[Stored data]
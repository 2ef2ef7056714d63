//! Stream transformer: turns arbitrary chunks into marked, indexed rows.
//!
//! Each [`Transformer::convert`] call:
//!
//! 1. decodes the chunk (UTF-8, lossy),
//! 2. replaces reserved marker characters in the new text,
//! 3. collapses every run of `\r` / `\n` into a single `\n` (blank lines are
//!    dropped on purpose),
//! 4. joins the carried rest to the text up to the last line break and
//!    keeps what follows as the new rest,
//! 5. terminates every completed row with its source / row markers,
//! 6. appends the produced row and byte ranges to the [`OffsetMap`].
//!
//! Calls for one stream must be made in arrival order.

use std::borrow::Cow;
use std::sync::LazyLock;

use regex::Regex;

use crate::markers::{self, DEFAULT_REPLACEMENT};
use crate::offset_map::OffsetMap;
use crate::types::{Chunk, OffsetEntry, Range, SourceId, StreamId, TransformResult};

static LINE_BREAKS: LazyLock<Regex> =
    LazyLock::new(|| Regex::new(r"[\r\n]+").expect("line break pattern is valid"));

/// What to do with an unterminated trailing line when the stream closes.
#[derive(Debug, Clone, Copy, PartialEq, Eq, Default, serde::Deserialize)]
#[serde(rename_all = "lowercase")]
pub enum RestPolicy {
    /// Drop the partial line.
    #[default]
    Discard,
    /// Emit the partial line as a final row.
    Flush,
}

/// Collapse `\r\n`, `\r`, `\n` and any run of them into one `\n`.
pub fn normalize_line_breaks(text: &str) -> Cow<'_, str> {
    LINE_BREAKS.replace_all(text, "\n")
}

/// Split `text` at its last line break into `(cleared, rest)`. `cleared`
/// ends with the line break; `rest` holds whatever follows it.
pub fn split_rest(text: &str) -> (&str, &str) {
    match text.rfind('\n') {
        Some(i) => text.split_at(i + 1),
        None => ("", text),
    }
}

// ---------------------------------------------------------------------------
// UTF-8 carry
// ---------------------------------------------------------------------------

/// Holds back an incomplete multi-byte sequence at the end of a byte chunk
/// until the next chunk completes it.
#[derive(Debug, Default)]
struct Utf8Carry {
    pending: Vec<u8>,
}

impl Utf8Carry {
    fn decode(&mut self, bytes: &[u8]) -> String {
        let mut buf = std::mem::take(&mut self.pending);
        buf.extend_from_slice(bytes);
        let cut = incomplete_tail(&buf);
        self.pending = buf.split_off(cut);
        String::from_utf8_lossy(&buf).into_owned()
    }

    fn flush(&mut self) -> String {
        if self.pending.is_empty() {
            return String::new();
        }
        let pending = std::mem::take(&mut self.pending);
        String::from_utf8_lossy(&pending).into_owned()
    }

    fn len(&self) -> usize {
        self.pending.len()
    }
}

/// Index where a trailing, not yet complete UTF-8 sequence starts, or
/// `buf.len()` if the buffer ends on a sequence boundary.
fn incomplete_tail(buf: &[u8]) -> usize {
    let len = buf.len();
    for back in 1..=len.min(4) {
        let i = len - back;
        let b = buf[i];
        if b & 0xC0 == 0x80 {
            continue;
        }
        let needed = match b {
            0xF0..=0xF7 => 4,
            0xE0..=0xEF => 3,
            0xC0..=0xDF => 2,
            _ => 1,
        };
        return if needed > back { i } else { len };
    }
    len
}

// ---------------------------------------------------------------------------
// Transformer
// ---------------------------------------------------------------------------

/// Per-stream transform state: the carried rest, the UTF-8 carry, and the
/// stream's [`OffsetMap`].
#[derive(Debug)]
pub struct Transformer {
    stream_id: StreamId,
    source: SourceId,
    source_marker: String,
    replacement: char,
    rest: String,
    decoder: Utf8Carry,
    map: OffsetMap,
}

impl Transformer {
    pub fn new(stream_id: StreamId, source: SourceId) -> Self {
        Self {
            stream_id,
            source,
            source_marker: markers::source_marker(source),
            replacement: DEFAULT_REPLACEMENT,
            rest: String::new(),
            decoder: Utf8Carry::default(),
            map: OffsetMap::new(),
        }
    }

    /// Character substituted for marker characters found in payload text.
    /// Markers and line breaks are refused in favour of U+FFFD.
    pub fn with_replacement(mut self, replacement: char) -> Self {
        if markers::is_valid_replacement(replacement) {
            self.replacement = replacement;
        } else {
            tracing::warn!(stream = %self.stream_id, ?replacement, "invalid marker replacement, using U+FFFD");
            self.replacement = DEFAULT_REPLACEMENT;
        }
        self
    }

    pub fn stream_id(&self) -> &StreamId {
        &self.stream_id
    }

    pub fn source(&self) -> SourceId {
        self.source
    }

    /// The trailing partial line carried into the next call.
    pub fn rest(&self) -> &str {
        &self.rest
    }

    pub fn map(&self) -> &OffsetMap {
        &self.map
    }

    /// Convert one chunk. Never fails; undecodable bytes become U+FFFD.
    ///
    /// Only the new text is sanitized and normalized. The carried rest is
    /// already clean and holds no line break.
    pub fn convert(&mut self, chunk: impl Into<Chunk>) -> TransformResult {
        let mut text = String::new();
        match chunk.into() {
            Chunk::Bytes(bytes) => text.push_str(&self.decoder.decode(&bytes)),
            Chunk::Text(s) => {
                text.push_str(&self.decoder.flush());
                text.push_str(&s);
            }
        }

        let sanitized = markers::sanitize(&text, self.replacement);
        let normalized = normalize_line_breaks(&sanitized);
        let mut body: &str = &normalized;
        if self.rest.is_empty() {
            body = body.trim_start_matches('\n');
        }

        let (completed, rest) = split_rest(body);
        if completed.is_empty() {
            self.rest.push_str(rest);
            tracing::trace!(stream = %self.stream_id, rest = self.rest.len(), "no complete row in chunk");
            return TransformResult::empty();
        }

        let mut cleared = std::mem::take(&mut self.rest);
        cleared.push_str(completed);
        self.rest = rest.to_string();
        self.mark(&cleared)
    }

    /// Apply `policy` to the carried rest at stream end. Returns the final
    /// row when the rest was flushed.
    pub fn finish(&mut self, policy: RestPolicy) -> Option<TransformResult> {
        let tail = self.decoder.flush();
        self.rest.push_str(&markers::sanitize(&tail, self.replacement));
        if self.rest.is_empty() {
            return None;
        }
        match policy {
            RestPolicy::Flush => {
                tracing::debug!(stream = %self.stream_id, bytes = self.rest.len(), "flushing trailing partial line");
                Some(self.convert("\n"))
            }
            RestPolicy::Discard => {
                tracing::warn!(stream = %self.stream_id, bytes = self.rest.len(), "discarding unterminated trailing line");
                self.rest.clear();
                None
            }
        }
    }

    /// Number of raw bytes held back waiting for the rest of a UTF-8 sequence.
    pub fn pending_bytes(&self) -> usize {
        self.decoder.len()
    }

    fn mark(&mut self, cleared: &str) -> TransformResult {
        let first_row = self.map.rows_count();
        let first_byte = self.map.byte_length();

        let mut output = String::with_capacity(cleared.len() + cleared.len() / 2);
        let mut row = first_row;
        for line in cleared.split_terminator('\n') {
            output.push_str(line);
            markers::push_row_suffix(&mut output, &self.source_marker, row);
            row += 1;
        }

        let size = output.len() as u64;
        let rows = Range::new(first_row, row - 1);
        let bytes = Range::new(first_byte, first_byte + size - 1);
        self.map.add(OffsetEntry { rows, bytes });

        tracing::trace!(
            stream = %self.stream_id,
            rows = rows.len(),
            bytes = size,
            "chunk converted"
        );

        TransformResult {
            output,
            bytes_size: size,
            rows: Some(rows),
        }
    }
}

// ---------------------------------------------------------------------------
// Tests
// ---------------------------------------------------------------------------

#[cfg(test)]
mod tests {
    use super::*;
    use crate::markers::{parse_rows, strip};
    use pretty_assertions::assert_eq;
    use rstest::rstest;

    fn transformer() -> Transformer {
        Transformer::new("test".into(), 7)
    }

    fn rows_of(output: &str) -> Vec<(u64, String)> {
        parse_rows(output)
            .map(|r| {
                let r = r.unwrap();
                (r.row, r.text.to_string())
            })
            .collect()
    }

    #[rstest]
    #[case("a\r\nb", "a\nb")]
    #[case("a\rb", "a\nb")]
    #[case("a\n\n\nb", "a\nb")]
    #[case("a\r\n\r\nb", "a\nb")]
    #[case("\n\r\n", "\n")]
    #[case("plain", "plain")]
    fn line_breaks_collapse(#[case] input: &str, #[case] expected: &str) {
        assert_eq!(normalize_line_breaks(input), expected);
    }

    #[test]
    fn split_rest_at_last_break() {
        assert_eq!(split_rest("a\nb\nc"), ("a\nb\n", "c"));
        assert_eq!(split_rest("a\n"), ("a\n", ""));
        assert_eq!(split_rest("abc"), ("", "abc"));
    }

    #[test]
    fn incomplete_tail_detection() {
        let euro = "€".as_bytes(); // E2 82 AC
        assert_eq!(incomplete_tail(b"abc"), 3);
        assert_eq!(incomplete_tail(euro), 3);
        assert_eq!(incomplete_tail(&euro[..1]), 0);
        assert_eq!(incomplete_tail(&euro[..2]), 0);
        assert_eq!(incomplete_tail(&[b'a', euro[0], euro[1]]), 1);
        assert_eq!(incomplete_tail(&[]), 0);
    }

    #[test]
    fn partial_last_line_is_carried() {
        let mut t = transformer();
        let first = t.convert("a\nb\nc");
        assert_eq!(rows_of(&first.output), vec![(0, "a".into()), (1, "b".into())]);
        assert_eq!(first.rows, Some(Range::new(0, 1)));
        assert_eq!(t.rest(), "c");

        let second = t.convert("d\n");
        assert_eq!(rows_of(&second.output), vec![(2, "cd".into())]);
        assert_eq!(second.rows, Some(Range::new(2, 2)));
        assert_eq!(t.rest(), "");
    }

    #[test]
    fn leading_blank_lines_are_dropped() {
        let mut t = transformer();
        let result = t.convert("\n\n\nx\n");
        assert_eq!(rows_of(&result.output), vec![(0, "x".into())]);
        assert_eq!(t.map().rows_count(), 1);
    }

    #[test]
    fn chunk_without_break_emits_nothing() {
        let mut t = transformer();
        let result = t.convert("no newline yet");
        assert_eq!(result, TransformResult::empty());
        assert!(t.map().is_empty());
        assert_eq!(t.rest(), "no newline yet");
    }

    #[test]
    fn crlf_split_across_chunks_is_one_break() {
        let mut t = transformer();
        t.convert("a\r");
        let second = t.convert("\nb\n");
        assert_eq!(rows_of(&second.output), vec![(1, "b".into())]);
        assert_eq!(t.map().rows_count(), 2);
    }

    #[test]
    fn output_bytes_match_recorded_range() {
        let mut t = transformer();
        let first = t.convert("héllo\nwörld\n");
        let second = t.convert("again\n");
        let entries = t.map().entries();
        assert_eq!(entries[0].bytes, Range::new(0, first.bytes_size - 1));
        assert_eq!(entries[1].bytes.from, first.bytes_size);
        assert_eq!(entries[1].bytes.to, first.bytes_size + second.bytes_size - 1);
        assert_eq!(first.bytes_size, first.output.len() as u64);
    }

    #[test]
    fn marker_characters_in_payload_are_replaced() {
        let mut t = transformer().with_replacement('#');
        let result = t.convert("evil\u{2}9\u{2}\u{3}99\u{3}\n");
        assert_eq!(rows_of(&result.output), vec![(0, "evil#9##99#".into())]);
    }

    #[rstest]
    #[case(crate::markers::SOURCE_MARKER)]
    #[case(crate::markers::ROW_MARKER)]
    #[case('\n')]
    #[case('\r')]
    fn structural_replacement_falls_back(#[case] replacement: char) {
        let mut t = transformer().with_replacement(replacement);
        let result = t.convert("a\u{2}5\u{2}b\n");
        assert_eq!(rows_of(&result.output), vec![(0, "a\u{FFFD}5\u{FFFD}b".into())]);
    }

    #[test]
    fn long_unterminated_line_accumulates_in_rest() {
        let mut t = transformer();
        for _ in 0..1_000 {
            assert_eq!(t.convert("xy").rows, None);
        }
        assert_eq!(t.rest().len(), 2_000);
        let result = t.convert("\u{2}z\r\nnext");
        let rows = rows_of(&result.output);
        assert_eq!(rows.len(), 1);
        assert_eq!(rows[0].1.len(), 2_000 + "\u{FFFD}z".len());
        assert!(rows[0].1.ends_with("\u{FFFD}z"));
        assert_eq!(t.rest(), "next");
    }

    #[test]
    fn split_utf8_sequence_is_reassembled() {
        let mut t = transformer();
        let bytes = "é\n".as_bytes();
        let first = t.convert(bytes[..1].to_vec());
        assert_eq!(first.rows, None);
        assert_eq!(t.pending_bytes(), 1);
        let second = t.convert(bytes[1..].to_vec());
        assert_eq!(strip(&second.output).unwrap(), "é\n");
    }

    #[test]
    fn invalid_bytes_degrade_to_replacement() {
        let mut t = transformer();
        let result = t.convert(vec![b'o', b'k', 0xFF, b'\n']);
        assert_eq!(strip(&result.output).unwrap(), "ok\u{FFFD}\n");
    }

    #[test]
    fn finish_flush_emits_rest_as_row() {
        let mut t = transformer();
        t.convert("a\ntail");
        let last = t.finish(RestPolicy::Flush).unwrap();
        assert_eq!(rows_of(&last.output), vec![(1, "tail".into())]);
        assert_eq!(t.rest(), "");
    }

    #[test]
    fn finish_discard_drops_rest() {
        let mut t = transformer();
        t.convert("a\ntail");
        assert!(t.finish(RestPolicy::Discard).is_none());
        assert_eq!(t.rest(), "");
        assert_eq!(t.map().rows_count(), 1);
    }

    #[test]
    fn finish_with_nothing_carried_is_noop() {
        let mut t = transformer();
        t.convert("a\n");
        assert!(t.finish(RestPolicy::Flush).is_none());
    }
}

_INSTRUCTIONS FOR THE TASK_
In the data above, repeat exactly each line from the first through the line that contains "use regex::Regex;", and give nothing else.

_REPLY_
repository 2ef2ef7056714d63
//! Stream transformer: turns arbitrary chunks into marked, indexed rows.
//!
//! Each [`Transformer::convert`] call:
//!
//! 1. decodes the chunk (UTF-8, lossy),
//! 2. replaces reserved marker characters in the new text,
//! 3. collapses every run of `\r` / `\n` into a single `\n` (blank lines are
//!    dropped on purpose),
//! 4. joins the carried rest to the text up to the last line break and
//!    keeps what follows as the new rest,
//! 5. terminates every completed row with its source / row markers,
//! 6. appends the produced row and byte ranges to the [`OffsetMap`].
//!
//! Calls for one stream must be made in arrival order.

use std::borrow::Cow;
use std::sync::LazyLock;

use regex::Regex;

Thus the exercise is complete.